Location
- 16 Ravenscourt Avenue Hammersmith London, W6 England 51°29′38″N 0°14′00″W﻿ / ﻿51.49375°N 0.23324°W

Information
- Type: Independent Theatre School
- Closed: 2013
- Department for Education URN: 100367 Tables
- Gender: Coeducational
- Age: 11 to 16
- Colours: Green and gold
- Website: http://www.coronatheatreschool.com

= Corona Theatre School =

British performing arts academy

Corona Theatre School (formerly Corona Academy) was founded in 1950 as a drama school in west London. After the retirement of its owner, Rona Knight, it reopened as Ravenscourt Theatre School in 1989.

==History==

===Corona Academy===

====Rona Knight====
The Corona Theatre School's founder Rona Knight was born on 22 June 1911, the daughter of Leonard and Ellen Edith Speck Knight. She made her first stage appearance at age 11, at a Sunday School benefit. At the age of fourteen, Knight opened the Corona Dancing School, which proved successful. The dancing and singing group became known as the "Corona Babes" (later known as the "Corona Kids"), and in the early 1930s, began to perform professionally, all around the country.

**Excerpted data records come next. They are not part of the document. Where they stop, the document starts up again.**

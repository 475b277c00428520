pub mod client;
pub mod engine;
pub mod error;
pub mod extract;
pub mod outcome;
pub mod rate_limit;
pub mod session;
pub mod ship_to;
pub mod types;

pub use client::VivinoClient;
pub use engine::run_search;
pub use error::ScraperError;
pub use extract::{CardExtractor, RecordExtractor};
pub use outcome::{RunOutcome, RunReport, RunStatus};
pub use rate_limit::{RetryPolicy, RetryState};
pub use session::{CatalogSession, FetchedPage};
pub use ship_to::{destination_matches, negotiate_destination, set_destination};

#[cfg(test)]
pub(crate) mod test_support;
// In-memory QueueStorage Implementation

use crate::config::MemoryStorageConfig;
use crate::destination_queue::DestinationQueue;
use async_trait::async_trait;
use dashmap::DashMap;
use parking_lot::{Mutex, RwLock};
use std::sync::Arc;
use std::time::Duration;
use stowage_core::domain::{validate_destination, Frame, MessageId};
use stowage_core::error::{Result, StorageError};
use stowage_core::port::{IdProvider, QueueMaintenance, QueueStats, QueueStorage, TimeProvider};
use tracing::{debug, info};

/// Destination name -> queue. Creation goes through the map entry API so
/// each name gets exactly one queue; contents sit behind a per-queue lock so
/// unrelated destinations never wait on each other.
type Registry = DashMap<String, Arc<Mutex<DestinationQueue>>>;

/// Reference in-memory queue storage
///
/// All frames are lost on `stop`.
pub struct MemoryQueueStorage {
    // None = not started. Data operations hold the read side for their whole
    // duration, so `stop` (write side) waits for in-flight operations.
    state: RwLock<Option<Registry>>,
    config: MemoryStorageConfig,
    id_provider: Arc<dyn IdProvider>,
    time_provider: Arc<dyn TimeProvider>,
}

impl MemoryQueueStorage {
    pub fn new(
        config: MemoryStorageConfig,
        id_provider: Arc<dyn IdProvider>,
        time_provider: Arc<dyn TimeProvider>,
    ) -> Self {
        Self {
            state: RwLock::new(None),
            config,
            id_provider,
            time_provider,
        }
    }

    pub fn is_started(&self) -> bool {
        self.state.read().is_some()
    }

    fn with_registry<T>(&self, op: impl FnOnce(&Registry) -> Result<T>) -> Result<T> {
        let state = self.state.read();
        let registry = state.as_ref().ok_or(StorageError::NotStarted)?;
        op(registry)
    }

    /// Get the queue for `destination`, creating it on first use
    fn queue_for(&self, registry: &Registry, destination: &str) -> Arc<Mutex<DestinationQueue>> {
        if let Some(queue) = registry.get(destination) {
            return Arc::clone(queue.value());
        }

        let entry = registry.entry(destination.to_string()).or_insert_with(|| {
            debug!(destination = %destination, "Creating destination queue");
            Arc::new(Mutex::new(DestinationQueue::new(
                self.config.max_depth,
                self.time_provider.now_millis(),
            )))
        });
        Arc::clone(entry.value())
    }

    fn existing_queue(
        registry: &Registry,
        destination: &str,
    ) -> Option<Arc<Mutex<DestinationQueue>>> {
        registry
            .get(destination)
            .map(|queue| Arc::clone(queue.value()))
    }

    /// Assign identity before the frame enters a queue
    fn prepare(&self, destination: &str, frame: &mut Frame) -> MessageId {
        let id = frame.ensure_message_id(self.id_provider.as_ref());
        frame.ensure_destination(destination);
        id
    }
}

#[async_trait]
impl QueueStorage for MemoryQueueStorage {
    async fn start(&self) -> Result<()> {
        let mut state = self.state.write();
        if state.is_some() {
            return Err(StorageError::AlreadyStarted);
        }
        *state = Some(Registry::new());

        info!(max_depth = ?self.config.max_depth, "In-memory queue storage started");
        Ok(())
    }

    async fn stop(&self) -> Result<()> {
        let registry = self.state.write().take();

        match registry {
            Some(registry) => {
                let discarded: usize = registry.iter().map(|queue| queue.lock().len()).sum();
                info!(
                    destinations = registry.len(),
                    discarded_frames = discarded,
                    "In-memory queue storage stopped"
                );
            }
            None => debug!("Stop requested but storage was not started"),
        }

        Ok(())
    }

    async fn enqueue(&self, destination: &str, mut frame: Frame) -> Result<MessageId> {
        // Lifecycle first: a stopped storage reports NotStarted for any name
        self.with_registry(|registry| {
            validate_destination(destination)?;
            let id = self.prepare(destination, &mut frame);
            let queue = self.queue_for(registry, destination);
            let now = self.time_provider.now_millis();
            queue.lock().push_back(destination, frame, now)?;
            Ok(id)
        })
    }

    async fn requeue(&self, destination: &str, mut frame: Frame) -> Result<MessageId> {
        self.with_registry(|registry| {
            let id = self.prepare(destination, &mut frame);
            let queue = self.queue_for(registry, destination);
            let now = self.time_provider.now_millis();
            queue.lock().push_front(destination, frame, now)?;
            Ok(id)
        })
    }

    async fn dequeue(&self, destination: &str) -> Result<Option<Frame>> {
        self.with_registry(|registry| {
            // Dequeue never creates a destination
            let Some(queue) = Self::existing_queue(registry, destination) else {
                return Ok(None);
            };
            let now = self.time_provider.now_millis();
            let frame = queue.lock().pop_front(now);
            Ok(frame)
        })
    }
}

#[async_trait]
impl QueueMaintenance for MemoryQueueStorage {
    async fn stats(&self) -> Result<Vec<QueueStats>> {
        self.with_registry(|registry| {
            let queues: Vec<(String, Arc<Mutex<DestinationQueue>>)> = registry
                .iter()
                .map(|entry| (entry.key().clone(), Arc::clone(entry.value())))
                .collect();

            let now = self.time_provider.now_millis();
            let mut stats: Vec<QueueStats> = queues
                .into_iter()
                .map(|(destination, queue)| {
                    let queue = queue.lock();
                    QueueStats {
                        destination,
                        depth: queue.len(),
                        idle_ms: queue.idle_ms(now),
                    }
                })
                .collect();
            stats.sort_by(|a, b| a.destination.cmp(&b.destination));
            Ok(stats)
        })
    }

    async fn depth(&self, destination: &str) -> Result<usize> {
        self.with_registry(|registry| {
            Ok(Self::existing_queue(registry, destination)
                .map(|queue| queue.lock().len())
                .unwrap_or(0))
        })
    }

    async fn evict_idle(&self, idle_for: Duration) -> Result<usize> {
        let idle_ms = i64::try_from(idle_for.as_millis()).unwrap_or(i64::MAX);

        self.with_registry(|registry| {
            let now = self.time_provider.now_millis();
            let mut evicted = 0;

            // retain holds the shard write lock, so no operation can pick up a
            // new handle to a queue while it is inspected. A strong count of 1
            // means no in-flight operation holds one either.
            registry.retain(|destination, queue| {
                let evictable = Arc::strong_count(queue) == 1
                    && queue
                        .try_lock()
                        .map_or(false, |q| q.is_empty() && q.idle_ms(now) >= idle_ms);
                if evictable {
                    debug!(destination = %destination, "Evicting idle destination");
                    evicted += 1;
                }
                !evictable
            });

            Ok(evicted)
        })
    }
}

During the Second World War, Knight joined the hospital section of ENSA (Entertainments National Service Association). She chose the stage name Rona Brandon, and became well known as a BBC and recording soprano.

After World War II, Knight attended the Paris school of mime, dance and drama, and in 1950, opened the Corona Academy of Stage Training, in Sutton Lane, Chiswick. In 1955, the Corona Academy moved to larger facilities at 16 Ravenscourt Avenue, Hammersmith, whilst retaining its former premises in Chiswick. The school supplied the young cast for Lionel Bart's Oliver. The Corona Academy of Stage Training closed in 1989, following Miss Knight's retirement.

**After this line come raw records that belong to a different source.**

// Central error type for the storage layer

use crate::domain::Frame;
use std::time::Duration;
use thiserror::Error;

/// Storage-level error type
///
/// An empty queue is not an error: `dequeue` reports it as `Ok(None)`.
#[derive(Error, Debug)]
pub enum StorageError {
    #[error("Queue storage not started")]
    NotStarted,

    #[error("Queue storage already started")]
    AlreadyStarted,

    #[error("Invalid destination {destination:?}: {reason}")]
    InvalidDestination {
        destination: String,
        reason: String,
    },

    /// The rejected frame is handed back so the caller can retry it
    #[error("Queue full: {destination} (capacity {capacity})")]
    QueueFull {
        destination: String,
        capacity: usize,
        frame: Box<Frame>,
    },

    #[error("Storage failure: {0}")]
    StorageFailure(String),

    #[error("IO error: {0}")]
    Io(#[from] std::io::Error),

    #[error("Operation timed out after {0:?}")]
    Timeout(Duration),

    #[error("Operation cancelled")]
    Cancelled,
}

impl StorageError {
    pub fn invalid_destination(destination: &str, reason: impl Into<String>) -> Self {
        StorageError::InvalidDestination {
            destination: destination.to_string(),
            reason: reason.into(),
        }
    }

    /// Take back the frame of a rejected enqueue/requeue, if any
    pub fn into_frame(self) -> Option<Frame> {
        match self {
            StorageError::QueueFull { frame, .. } => Some(*frame),
            _ => None,
        }
    }

    /// Whether the broker may retry the same operation later.
    ///
    /// Lifecycle and validation errors are programming errors and never
    /// succeed on retry.
    pub fn is_transient(&self) -> bool {
        matches!(
            self,
            StorageError::StorageFailure(_)
                | StorageError::Io(_)
                | StorageError::Timeout(_)
                | StorageError::QueueFull { .. }
        )
    }
}

/// Result type alias using StorageError
pub type Result<T> = std::result::Result<T, StorageError>;

#[cfg(test)]
mod tests {
    use super::*;

    #[test]
    fn test_transient_classification() {
        assert!(StorageError::StorageFailure("disk".into()).is_transient());
        assert!(StorageError::Timeout(Duration::from_millis(5)).is_transient());
        assert!(StorageError::QueueFull {
            destination: "orders".into(),
            capacity: 1,
            frame: Box::new(Frame::message("a")),
        }
        .is_transient());

        assert!(!StorageError::NotStarted.is_transient());
        assert!(!StorageError::AlreadyStarted.is_transient());
        assert!(!StorageError::Cancelled.is_transient());
        assert!(!StorageError::invalid_destination("", "empty").is_transient());
    }

    #[test]
    fn test_display_names_destination() {
        let err = StorageError::QueueFull {
            destination: "/queue/orders".into(),
            capacity: 10,
            frame: Box::new(Frame::message("a")),
        };
        assert_eq!(err.to_string(), "Queue full: /queue/orders (capacity 10)");
    }

    #[test]
    fn test_into_frame_returns_rejected_frame() {
        let err = StorageError::QueueFull {
            destination: "orders".into(),
            capacity: 1,
            frame: Box::new(Frame::message("keep me")),
        };
        let frame = err.into_frame().unwrap();
        assert_eq!(frame.body(), b"keep me");

        assert!(StorageError::NotStarted.into_frame().is_none());
    }
}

===Ravenscourt Theatre School===
Ravenscourt Theatre School was a stage school in London, for children aged 7 to 19 years old. The school was founded in 1989 by Robin Phillips, following the closure of the Corona Stage Academy, and the retirement of its principal, Rona Knight.

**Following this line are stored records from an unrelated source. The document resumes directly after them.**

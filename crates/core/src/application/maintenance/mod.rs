// Eviction Scheduler
// Periodically drops empty, long-idle destination entries

use crate::application::shutdown::ShutdownToken;
use crate::error::{Result, StorageError};
use crate::port::{EvictionConfig, MaintenanceReport, QueueMaintenance};
use std::sync::Arc;
use tokio::time::{interval, MissedTickBehavior};
use tracing::{debug, error, info};

/// Eviction scheduler
///
/// Runs `QueueMaintenance::run_maintenance` in the background until shutdown
pub struct EvictionScheduler {
    maintenance: Arc<dyn QueueMaintenance>,
    config: EvictionConfig,
}

impl EvictionScheduler {
    pub fn new(maintenance: Arc<dyn QueueMaintenance>, config: EvictionConfig) -> Self {
        Self {
            maintenance,
            config,
        }
    }

    /// Run eviction loop (background task)
    ///
    /// Should be spawned in tokio::spawn. Returns once `shutdown` fires.
    pub async fn run(self, mut shutdown: ShutdownToken) {
        info!(
            interval_secs = self.config.interval.as_secs_f64(),
            idle_secs = self.config.idle_for.as_secs_f64(),
            "Eviction scheduler started"
        );

        let mut tick = interval(self.config.interval);
        tick.set_missed_tick_behavior(MissedTickBehavior::Delay);
        // The first tick completes immediately; skip it so a fresh storage
        // is not swept at startup.
        tick.tick().await;

        loop {
            tokio::select! {
                _ = tick.tick() => {}
                _ = shutdown.wait() => break,
            }

            match self.maintenance.run_maintenance(&self.config).await {
                Ok(report) if report.evicted > 0 => {
                    info!(
                        evicted = report.evicted,
                        destinations = report.destinations,
                        total_depth = report.total_depth,
                        "Evicted idle destinations"
                    );
                }
                Ok(_) => {}
                Err(StorageError::NotStarted) => {
                    debug!("Storage not started, skipping eviction pass");
                }
                Err(e) => {
                    error!(error = ?e, "Scheduled eviction failed");
                }
            }
        }

        info!("Eviction scheduler stopped");
    }

    /// Run one pass immediately (for manual trigger)
    pub async fn run_now(&self) -> Result<MaintenanceReport> {
        let report = self.maintenance.run_maintenance(&self.config).await?;

        info!(
            evicted = report.evicted,
            destinations = report.destinations,
            "Manual eviction completed"
        );

        Ok(report)
    }
}

#[cfg(test)]
mod tests {
    use super::*;
    use crate::application::shutdown::shutdown_channel;
    use crate::port::maintenance::mocks::{MockBehavior, MockQueueMaintenance};
    use std::time::Duration;
    use tokio_test::{assert_err, assert_ok};

    fn fast_config() -> EvictionConfig {
        EvictionConfig {
            interval: Duration::from_millis(10),
            idle_for: Duration::from_millis(0),
        }
    }

    #[tokio::test]
    async fn test_run_now_returns_report() {
        let maintenance = Arc::new(MockQueueMaintenance::new(MockBehavior::Evict(4)));
        let scheduler = EvictionScheduler::new(maintenance.clone(), fast_config());

        let report = assert_ok!(scheduler.run_now().await);
        assert_eq!(report.evicted, 4);
        assert_eq!(maintenance.evict_calls(), 1);
    }

    #[tokio::test]
    async fn test_run_now_propagates_not_started() {
        let maintenance = Arc::new(MockQueueMaintenance::new(MockBehavior::NotStarted));
        let scheduler = EvictionScheduler::new(maintenance, fast_config());

        let err = assert_err!(scheduler.run_now().await);
        assert!(matches!(err, StorageError::NotStarted));
    }

    #[tokio::test]
    async fn test_run_ticks_until_shutdown() {
        let maintenance = Arc::new(MockQueueMaintenance::new(MockBehavior::Evict(1)));
        let scheduler = EvictionScheduler::new(maintenance.clone(), fast_config());
        let (tx, token) = shutdown_channel();

        let handle = tokio::spawn(scheduler.run(token));
        tokio::time::sleep(Duration::from_millis(80)).await;
        tx.shutdown();

        tokio::time::timeout(Duration::from_secs(1), handle)
            .await
            .expect("scheduler did not stop")
            .unwrap();
        assert!(maintenance.evict_calls() >= 2);
    }

    #[tokio::test]
    async fn test_run_survives_failing_passes() {
        let maintenance = Arc::new(MockQueueMaintenance::new(MockBehavior::Fail(
            "corrupt".into(),
        )));
        let scheduler = EvictionScheduler::new(maintenance.clone(), fast_config());
        let (tx, token) = shutdown_channel();

        let handle = tokio::spawn(scheduler.run(token));
        tokio::time::sleep(Duration::from_millis(50)).await;
        tx.shutdown();

        tokio::time::timeout(Duration::from_secs(1), handle)
            .await
            .expect("scheduler did not stop")
            .unwrap();
        assert!(maintenance.evict_calls() >= 2);
    }
}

Robin ran the Corona agency for many years, and most of the traditions of Corona were incorporated into the Ravenscourt Theatre School, including the uniform and the teaching format, which had full academic studies in the morning, and vocational training in the afternoon. For much of its life, the school was situated near to Ravenscourt Park Underground station, in what is now the Ravenscourt Park Preparatory School. A similar school opened in Kew in 2009, and in 2010, became the Corona Theatre School, partially taking the name of the former school.

==Corona Theatre School==
In April 2010, the theatre school, opened as Ravenscourt, became known as Corona Theatre School. The school was a totally independent venture, and had no link with the former Corona Academy, although it did use a similar uniform. The school announced, in February 2013, that it would close.

Students either attended the school on a full-time, part-time or holiday school basis. The full-time school admitted both boys and girls, from the age of 11, and had a curriculum that pivoted around the performing arts. Students had the opportunity to study six GCSEs, and advanced training in all aspects of performing arts (Acting, Dance and Singing), and the opportunity to study towards a BTEC National Diploma in Performing Arts, at the age of 16.

Students were admitted to the school by audition, personal interview, and a written examination.

==Notable former pupils ==

- ALA.NI
- Carol White
- Catherine Howe
- Christian Holder
- Daniella Denby-Ashe
- Dean Gaffney
- Dennis Waterman
- Érin Geraghty
- Francesca Annis
- Frazer Hines
- Helen Worth
- Cheryl Hall
- Jill Haworth
- Judy Geeson
- Kathie Kay
- Keith Faulkner
- Larry Dann
- Lee Whitlock
- Lisa Vanderpump
- Louise Clarke
- Mark Lester
- Michael Redfern
- Michele Dotrice
- Nicholas Lyndhurst
- Nicholas Pinnock
- Nick Pickard
- Nicola Stapleton
- Patsy Kensit
- Ray Winstone
- Richard O'Sullivan
- Robin Askwith
- Sally Geeson
- Serretta Wilson
- Susan George
- Tina Charles

==Corona Management==
Corona Theatre School ran a school agency, for full-time students, past students, and some actors and actresses from outside the school.